The major book-length studies of Olson—Christensen 1975, Hallberg 1978, and Paul 1978—appeared within the decade following his death in 1970. Each of these is more appropriate for specialists than for beginners. For the general reader, Merrill 1982 and Bollobás 1992, as well as the documentary film Ferrini and Riaf 2007, offer good, clear introductions.

  • Bollobás, Enikö. Charles Olson. New York: Twayne, 1992.

    Good introduction for undergraduates and general readers which follows the template of Twayne’s United States Authors series: a brief biography, followed by chapters on Olson’s prose, the shorter poems, and The Maximus Poems.

  • Christensen, Paul. Charles Olson: Call Him Ishmael. Austin: University of Texas Press, 1975.

    First book-length study of Olson and his work, arguing that Olson’s poems and essays reflect a new consciousness or mode of apprehending reality. Discusses both the shorter poems and Maximus, as well as Olson’s impact on the Black Mountain poets.

  • Ferrini, Henry, and Ken Riaf, dirs. Polis Is This: Charles Olson and the Persistence of Place.
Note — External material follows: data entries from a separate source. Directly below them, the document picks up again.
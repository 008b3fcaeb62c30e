//! Report artifacts.
//!
//! Each processed input file produces one timestamped artifact set in the
//! output directory:
//!
//! - `summary_<ts>.json` — counts by status
//! - `detailed_results_<ts>.json` — every scan result
//! - `eol_report_<ts>.csv` — all results, tabular
//! - `eol_packages_<ts>.csv` — EOL rows only, skipped when empty
//! - `eol_report_<ts>.html` — human-readable report
//!
//! The timestamp is `%Y%m%d_%H%M%S`, so artifact names sort
//! chronologically and repeated runs never collide.

mod cli;
mod csv;
mod html;
mod json;

pub use cli::print_cli_summary;
pub use csv::results_to_csv;
pub use html::generate_html_string;
pub use json::{detailed_json, summary_json};

use crate::model::{ScanResult, ScanSummary, SupportStatus};
use anyhow::{Context, Result};
use chrono::{DateTime, Utc};
use std::fs;
use std::path::{Path, PathBuf};

/// Writes one timestamped artifact set.
pub struct ReportSet {
    output_dir: PathBuf,
    timestamp: DateTime<Utc>,
}

impl ReportSet {
    pub fn new(output_dir: &Path, timestamp: DateTime<Utc>) -> Self {
        Self {
            output_dir: output_dir.to_path_buf(),
            timestamp,
        }
    }

    /// The sortable label embedded in every artifact name.
    pub fn timestamp_label(&self) -> String {
        self.timestamp.format("%Y%m%d_%H%M%S").to_string()
    }

    /// Write all artifacts, returning the paths written.
    pub fn write_all(
        &self,
        results: &[ScanResult],
        summary: &ScanSummary,
    ) -> Result<Vec<PathBuf>> {
        fs::create_dir_all(&self.output_dir).with_context(|| {
            format!(
                "failed to create output directory {}",
                self.output_dir.display()
            )
        })?;

        let label = self.timestamp_label();
        let mut written = Vec::new();

        let mut write = |name: String, content: String| -> Result<()> {
            let path = self.output_dir.join(name);
            fs::write(&path, content)
                .with_context(|| format!("failed to write {}", path.display()))?;
            written.push(path);
            Ok(())
        };

        write(format!("summary_{label}.json"), summary_json(summary)?)?;
        write(
            format!("detailed_results_{label}.json"),
            detailed_json(results)?,
        )?;
        write(format!("eol_report_{label}.csv"), results_to_csv(results))?;

        let eol_only: Vec<ScanResult> = results
            .iter()
            .filter(|r| r.support_status == SupportStatus::Eol)
            .cloned()
            .collect();
        if !eol_only.is_empty() {
            write(format!("eol_packages_{label}.csv"), results_to_csv(&eol_only))?;
        }

        write(
            format!("eol_report_{label}.html"),
            generate_html_string(results, summary),
        )?;

        Ok(written)
    }
}

#[cfg(test)]
mod tests {
    use super::*;
    use crate::model::{MatchStatus, ScanResult};
    use chrono::TimeZone;

    fn eol_result() -> ScanResult {
        ScanResult {
            product: "nginx".to_string(),
            version: Some("1.18".to_string()),
            status: MatchStatus::Found,
            eol_date: chrono::NaiveDate::from_ymd_opt(2022, 4, 12),
            support_status: SupportStatus::Eol,
            message: "EOL date: 2022-04-12".to_string(),
            original_package: "nginx".to_string(),
            row_number: 1,
            raw_data: Default::default(),
        }
    }

    fn summary_of(results: &[ScanResult], ts: DateTime<Utc>) -> ScanSummary {
        let scan = crate::model::FileScan {
            results: results.to_vec(),
            matched_products: Default::default(),
            skipped_rows: 0,
        };
        ScanSummary::from_scan(&scan, ts)
    }

    #[test]
    fn test_timestamp_label_is_sortable() {
        let ts = Utc.with_ymd_and_hms(2026, 8, 6, 9, 5, 3).unwrap();
        let set = ReportSet::new(Path::new("out"), ts);
        assert_eq!(set.timestamp_label(), "20260806_090503");
    }

    #[test]
    fn test_write_all_artifacts() {
        let dir = tempfile::tempdir().unwrap();
        let ts = Utc.with_ymd_and_hms(2026, 8, 6, 12, 0, 0).unwrap();
        let results = vec![eol_result()];
        let summary = summary_of(&results, ts);

        let set = ReportSet::new(dir.path(), ts);
        let written = set.write_all(&results, &summary).unwrap();

        let names: Vec<String> = written
            .iter()
            .map(|p| p.file_name().unwrap().to_string_lossy().into_owned())
            .collect();
        assert_eq!(
            names,
            vec![
                "summary_20260806_120000.json",
                "detailed_results_20260806_120000.json",
                "eol_report_20260806_120000.csv",
                "eol_packages_20260806_120000.csv",
                "eol_report_20260806_120000.html",
            ]
        );
        for path in &written {
            assert!(path.exists());
        }
    }

    #[test]
    fn test_eol_only_export_omitted_when_empty() {
        let dir = tempfile::tempdir().unwrap();
        let ts = Utc.with_ymd_and_hms(2026, 8, 6, 12, 0, 0).unwrap();
        let mut active = eol_result();
        active.support_status = SupportStatus::Active;
        active.eol_date = None;
        let results = vec![active];
        let summary = summary_of(&results, ts);

        let set = ReportSet::new(dir.path(), ts);
        let written = set.write_all(&results, &summary).unwrap();

        assert!(written
            .iter()
            .all(|p| !p.to_string_lossy().contains("eol_packages")));
        assert_eq!(written.len(), 4);
    }

    #[test]
    fn test_creates_output_directory() {
        let dir = tempfile::tempdir().unwrap();
        let nested = dir.path().join("a").join("b");
        let ts = Utc::now();
        let results = vec![eol_result()];
        let summary = summary_of(&results, ts);

        ReportSet::new(&nested, ts)
            .write_all(&results, &summary)
            .unwrap();
        assert!(nested.exists());
    }
}
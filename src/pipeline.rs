//! The row pipeline: inventory rows in, scan results out.
//!
//! One [`EolScanner`] is built per process run. Construction fetches the
//! product catalog once; after that the scanner is handed input files one
//! at a time and walks their rows sequentially, so the result order always
//! equals the input row order.

use crate::catalog::Catalog;
use crate::checker::{match_product, resolve_status, LifecycleSource};
use crate::input::{self, InputError};
use crate::model::{Cycle, FileScan, ScanResult};
use std::collections::HashMap;
use std::path::Path;
use tracing::{debug, error, warn};

pub struct EolScanner<S> {
    source: S,
    catalog: Catalog,
    /// Cycles fetched so far this run, one network call per distinct product.
    cycles: HashMap<String, Vec<Cycle>>,
}

impl<S: LifecycleSource> EolScanner<S> {
    /// Build a scanner, fetching the product catalog once.
    ///
    /// A failed catalog fetch degrades to an empty catalog: every row then
    /// resolves as `not_found`, and the run still completes.
    pub async fn new(source: S) -> Self {
        let catalog = match source.fetch_products().await {
            Ok(products) => Catalog::from_products(products),
            Err(e) => {
                error!("Failed to fetch product list from API: {e:#}");
                Catalog::default()
            }
        };
        Self {
            source,
            catalog,
            cycles: HashMap::new(),
        }
    }

    pub fn catalog(&self) -> &Catalog {
        &self.catalog
    }

    /// Scan one inventory file into an ordered result set.
    ///
    /// Unreadable or malformed files abort with an [`InputError`]; row-level
    /// problems only skip the row.
    pub async fn scan_file(&mut self, path: &Path) -> Result<FileScan, InputError> {
        let records = input::read_records(path)?;
        let mut scan = FileScan::default();

        for record in records {
            let Some(package_name) = record.package_name().map(str::to_string) else {
                warn!("Row {}: No package name found", record.row_number);
                scan.skipped_rows += 1;
                continue;
            };
            let version = record.version().map(str::to_string);

            let result = match match_product(&package_name, &self.catalog) {
                Some(product) => {
                    scan.matched_products.insert(product.clone());
                    let cycles = self.cycles_for(&product).await;
                    resolve_status(&product, version.as_deref(), &cycles)
                }
                None => ScanResult::not_found(&package_name, version.as_deref()),
            };

            debug!("Processed {} (row {})", package_name, record.row_number);
            scan.results.push(result.with_row(
                record.row_number,
                package_name,
                record.fields,
            ));
        }

        Ok(scan)
    }

    /// Cycles for a product, fetched at most once per run.
    ///
    /// Transport and parse failures degrade to an empty list, which the
    /// resolver reports as `unknown`; the empty list is memoized too, so a
    /// flaky product is not re-fetched for every row that matches it.
    async fn cycles_for(&mut self, product: &str) -> Vec<Cycle> {
        if let Some(cycles) = self.cycles.get(product) {
            return cycles.clone();
        }

        let cycles = match self.source.fetch_cycles(product).await {
            Ok(cycles) => cycles,
            Err(e) => {
                warn!("Failed to fetch cycles for {product}: {e:#}");
                Vec::new()
            }
        };
        self.cycles.insert(product.to_string(), cycles.clone());
        cycles
    }
}
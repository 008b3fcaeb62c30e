use crate::catalog::Catalog;

/// Map a free-text package name to a catalog product key.
///
/// Tried in strict priority order, first hit wins, all case-insensitive:
///
/// 1. Exact match of the lowercased name against a catalog key.
/// 2. Substring match: the first key in catalog order that contains the
///    name or is contained by it.
/// 3. Normalized variants (dash-stripped, underscore-stripped,
///    dot-stripped, first whitespace token), each tried exact-then-substring
///    before moving to the next.
///
/// Substring ties resolve to the first key in the snapshot's iteration
/// order; see [`Catalog::keys`] for what that order is.
pub fn match_product(package_name: &str, catalog: &Catalog) -> Option<String> {
    let name = package_name.trim().to_lowercase();
    if name.is_empty() {
        return None;
    }

    if catalog.contains(&name) {
        return Some(name);
    }

    if let Some(key) = substring_match(&name, catalog) {
        return Some(key.to_string());
    }

    for variant in variants(&name) {
        // An empty variant is a substring of every key; never match on it.
        if variant.is_empty() {
            continue;
        }
        if catalog.contains(&variant) {
            return Some(variant);
        }
        if let Some(key) = substring_match(&variant, catalog) {
            return Some(key.to_string());
        }
    }

    None
}

/// First key in catalog order related to `needle` by containment, in
/// either direction.
fn substring_match<'a>(needle: &str, catalog: &'a Catalog) -> Option<&'a str> {
    catalog
        .keys()
        .find(|key| key.contains(needle) || needle.contains(key))
}

/// Spelling variants of an already-lowercased name, in fixed order.
fn variants(name: &str) -> [String; 4] {
    [
        name.replace('-', ""),
        name.replace('_', ""),
        name.replace('.', ""),
        name.split_whitespace().next().unwrap_or(name).to_string(),
    ]
}
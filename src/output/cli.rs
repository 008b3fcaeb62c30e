use crate::model::{ScanResult, ScanSummary, SupportStatus};
use anyhow::Result;
use tabled::{settings::Style, Table, Tabled};

#[derive(Tabled)]
struct SummaryRow {
    #[tabled(rename = "Metric")]
    metric: &'static str,
    #[tabled(rename = "Count")]
    count: usize,
}

#[derive(Tabled)]
struct EolRow {
    #[tabled(rename = "Package")]
    package: String,
    #[tabled(rename = "Version")]
    version: String,
    #[tabled(rename = "EOL Date")]
    eol_date: String,
    #[tabled(rename = "Message")]
    message: String,
}

/// Print the per-file console summary: counts table, then the EOL rows.
pub fn print_cli_summary(results: &[ScanResult], summary: &ScanSummary) -> Result<()> {
    println!();
    println!(
        "Scan completed at: {}",
        summary.scan_timestamp.format("%Y-%m-%d %H:%M:%S UTC")
    );
    println!();

    let rows = vec![
        SummaryRow {
            metric: "Total packages",
            count: summary.total_packages,
        },
        SummaryRow {
            metric: "Matched products",
            count: summary.matched_products,
        },
        SummaryRow {
            metric: "EOL",
            count: summary.eol_packages,
        },
        SummaryRow {
            metric: "Active",
            count: summary.active_packages,
        },
        SummaryRow {
            metric: "Unknown",
            count: summary.unknown_packages,
        },
        SummaryRow {
            metric: "Not found",
            count: summary.not_found_packages,
        },
        SummaryRow {
            metric: "Skipped rows",
            count: summary.skipped_rows,
        },
    ];
    let table = Table::new(rows).with(Style::rounded()).to_string();
    println!("{}", table);

    let eol: Vec<EolRow> = results
        .iter()
        .filter(|r| r.support_status == SupportStatus::Eol)
        .map(|r| EolRow {
            package: truncate(&r.product, 40),
            version: r.version.clone().unwrap_or_else(|| "-".to_string()),
            eol_date: r
                .eol_date
                .map(|d| d.to_string())
                .unwrap_or_else(|| "-".to_string()),
            message: truncate(&r.message, 50),
        })
        .collect();

    if !eol.is_empty() {
        println!();
        println!("End-of-life packages:");
        println!();
        let table = Table::new(eol).with(Style::rounded()).to_string();
        println!("{}", table);
    }

    Ok(())
}

fn truncate(s: &str, max: usize) -> String {
    if s.chars().count() <= max {
        s.to_string()
    } else {
        let head: String = s.chars().take(max.saturating_sub(3)).collect();
        format!("{}...", head)
    }
}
DVD. Gloucester, MA: Ferrini Productions, 2007.

    Well-done documentary film which provides an accessible introduction to Olson’s life and work. Includes the actor John Malkovich reading Olson’s poetry. Running time: 56:48.

  • Hallberg, Robert von. Charles Olson: The Scholar’s Art. Cambridge, MA: Harvard University Press, 1978.

    Engages Olson seriously as both poet and thinker, though he is at points skeptical or unpersuaded by some of Olson’s claims. Argues that Olson’s is a didactic, expository poetics. Offers few close readings of particular poems, focusing instead on Olson’s poetics and theorizing.

  • Merrill, Thomas F. The Poetry of Charles Olson: A Primer. Newark: University of Delaware Press, 1982.

    Introductory chapter offers an overview of Olson as “academic maverick” (p. 13); most of the book is devoted to close readings of particular poems. Concedes that “traditional methods of explication” may “violate” Olson’s poetics, but by acknowledging Olson’s difficulty, offers a helpful introduction to general readers (p. 12).

  • Paul, Sherman. Olson’s Push: Origin, Black Mountain, and Recent American Poetry. Baton Rouge: Louisiana State University Press, 1978.

    Provides a good complement to von Hallberg. Pays more attention to individual poems than von Hallberg does, and is more generous and enthusiastic about Olson’s work, particularly that of the 1960s. Argues that “Olson’s essential stance is resistant” (p. 1) and iconoclastic, pushing against traditional assumptions across a range of disciplines.